Breaking the Block Part 4: The Worst Case Scenario

Some years ago I came across a funny yet utterly serious book called “Worst Case Scenario Survival Handbook” by Joshua Piven—a guidebook on how to survive a series of unlikely disasters—from an avalanche to a shark attack to the crash of a jumbo jet. So I immediately bought a copy for  an artistic director who has suffered through enough near misses over 25 years of running a not-for-profit theatre to write a guidebook of his own. John is also a risk-taker dedicated to new work and has a keen eye  and a lot of good advice for writers.  Early on, his advice to me was that I needed to “raise the stakes” for my characters, another way of saying I needed to put more pressure on them—because it is only under pressure that character is revealed.

 

It is true in life and true in drama that the way we deal with mess says a great deal about who we really are. The same fire that melts the fat hardens the iron—to borrow a borrowed phrase from some advice columnist I used to read religiously like a fool  (she gave a lot of bad advice). But it is also a no brainer to say that any character in desperate pursuit of something is always more interesting than someone who can wait another week or so and won’t suffer for the delay. What audiences want—savages that we are—is to watch someone suffer–intensely. The more agony for the character, the better for the story and the more interested are we in the outcome.

 

James Stewart’s manically lovesick detective in Vertigo comes to mind—it is part of what makes that improbable (and creaky) ghost story so watchable 60 years later. Nobody suffers better than James Stewart, but most of us are not going to get a Jimmy Stewart to play our leading man, so what we lack in spectacular acting talent we have to make up in a riveting script.  (Not that Vertigo isn’t riveting, but you have to admit it does defy logic. Why, for example, would anyone cook up such a convoluted murder plot that hangs on such an unpredictable element—the detective’s inability to overcome his fear of heights? Scotty conveniently falters on the bell tower stairs, but he could just as easily have closed his eyes and charged ahead, at which point the whole plot would unravel. And then there is the murderer’s great good luck in escaping the bell tower undetected—apparently because no one without vertigo bothered to go up the tower steps to investigate what actually caused the victim to fall.)

 

But plot weaknesses aside, Vertigo is a terrific example of a character under extreme pressure. The woman Scotty thinks he adores is actually someone else, hired to use him as a pawn in a plot to fake a suicide as a cover for murder.  And once the real Madelyn dies, clueless Scotty is skinned alive during the inquest that follows, as an investigator coldly concludes that his cowardice was a greater cause of Madelyn’s demise than the mysterious emotional upset that sent her up the tower. Who wouldn’t end up catatonic in a nursing home after that?

 

We have to admit—when it comes to scenarios for losing your sweetheart, this has to be one of the worst case scenarios of all time—as well as one of the more original.

 

This, then is a useful question to keep in mind when sketching out the scenario for your play. Aside from the obvious–have we ever seen this before?–we need to ask ourselves how we can crank up the pressure on our characters.
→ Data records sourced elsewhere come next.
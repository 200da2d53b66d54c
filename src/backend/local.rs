use std::ffi::OsStr;
use std::io::{Read, Write};
use std::path::{Path, PathBuf};

use tracing::warn;

use super::Backend;
use crate::error::Result;
use crate::fsops;
use crate::protocol::{DirListing, FileStat, ListOptions, OverwriteMode, StatReport};

/// The local disk.
pub struct LocalBackend {
    home_dir: PathBuf,
}

impl LocalBackend {
    pub fn new() -> Self {
        let home_dir = fsops::get_home_dir().unwrap_or_else(|e| {
            warn!(error = %e, "no home directory, using /");
            PathBuf::from("/")
        });
        Self { home_dir }
    }
}

impl Default for LocalBackend {
    fn default() -> Self {
        Self::new()
    }
}

impl Backend for LocalBackend {
    fn list_dir(&mut self, dir: &Path, options: ListOptions, filter: &OsStr) -> Result<DirListing> {
        fsops::list_dir(dir, options, filter)
    }

    fn read_file(&mut self, path: &Path, sink: &mut dyn Write) -> Result<u64> {
        fsops::read_file(path, sink)
    }

    fn write_file(
        &mut self,
        path: &Path,
        len: u64,
        mode: OverwriteMode,
        permissions: u64,
        backup_ext: &OsStr,
        source: &mut dyn Read,
    ) -> Result<FileStat> {
        fsops::write_file(path, len, mode, permissions, backup_ext, source)
    }

    fn check_ordinary_file_access(&mut self, path: &Path, size_limit: u64) -> Result<FileStat> {
        fsops::check_ordinary_file_access(path, size_limit)
    }

    fn stat(&mut self, path: &Path, tolerate_missing: bool) -> Result<StatReport> {
        fsops::stat(path, tolerate_missing)
    }

    fn chdir(&mut self, dir: &Path) -> Result<PathBuf> {
        fsops::chdir(dir)
    }

    fn realpathize(&mut self, path: &Path, homedir: &Path) -> Result<PathBuf> {
        fsops::realpathize(path, homedir)
    }

    fn get_home_dir(&mut self) -> Result<PathBuf> {
        fsops::get_home_dir()
    }

    fn home_dir(&self) -> &Path {
        &self.home_dir
    }
}

#[cfg(test)]
mod tests {
    use super::*;

    #[test]
    fn test_local_write_then_read() {
        let dir = tempfile::tempdir().unwrap();
        let path = dir.path().join("note.txt");

        let mut backend = LocalBackend::new();
        let stat = backend
            .write_file(&path, 5, OverwriteMode::Safe, 0o600, OsStr::new(""), &mut &b"hello"[..])
            .unwrap();
        assert_eq!(stat.size, 5);

        let mut out = Vec::new();
        assert_eq!(backend.read_file(&path, &mut out).unwrap(), 5);
        assert_eq!(out, b"hello");
        assert!(backend.home_dir().has_root());
    }
}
Yes, But – or You Think You Have Problems

 

Let’s consider a sad situation that is not all that rare: A boy returns home from college after his father dies unexpectedly.

  1. What is worse than that? His mother has remarried within months.
  2. What is worse than that? She married his father’s brother!
  3. What is worse than that? Well, the brother has conveniently inherited all—leaving the kid in the cold.
  4. Yes, but what is worse than that? The spectre of the dead father is hanging around demanding that the kid avenge what turns out to have been an unnatural death.
  5. And what is worse than that? He’s a conscientious kid who needs more proof than the word of a ghostly spectre before he slams a cutlass into his uncle’s throat.

 

And thus Hamlet’s dilemma and thus, we have a play that has fascinated audiences for 400 years.

 

So here is an exercise. Let’s take our sentence from Breaking the Block Part 2:  Marsha Norman’s five-sentence exercise has led me to this scenario for a new play:

 

In 1930s Moscow, a man with a phenomenal memory is targeted by Stalin’s persecution machine when he is unable to forget an incident that undermines the official story about the fate of a high-ranking Soviet official.

 

While it seems to me the stakes are already high—we are talking about survival in a totalitarian state—it is useful to remember that the play will necessarily break down into a series of scenes—and we want high stakes in every scene. So for the purposes of the exercise, l’ll focus on the scene that will introduce us to our man Alexei and the psychologist who treats him.

 

In the original—as this is inspired by a true story–the memory man comes to see the doctor because he has been referred for testing by his editor. It seems, as a reporter, he never takes any notes, yet he never gets anything wrong. The editor is mystified.

 

That is interesting, but is it very dramatic? One question to ask is who has the greatest need? The doctor, the editor, or the patient?  In this case, it seems to be the editor—and he is not a character I am interested in, so I will need to invent another reason for Alexei to call on the doctor. And because I don’t want a play for three men—I have already decided that the doctor will be a woman.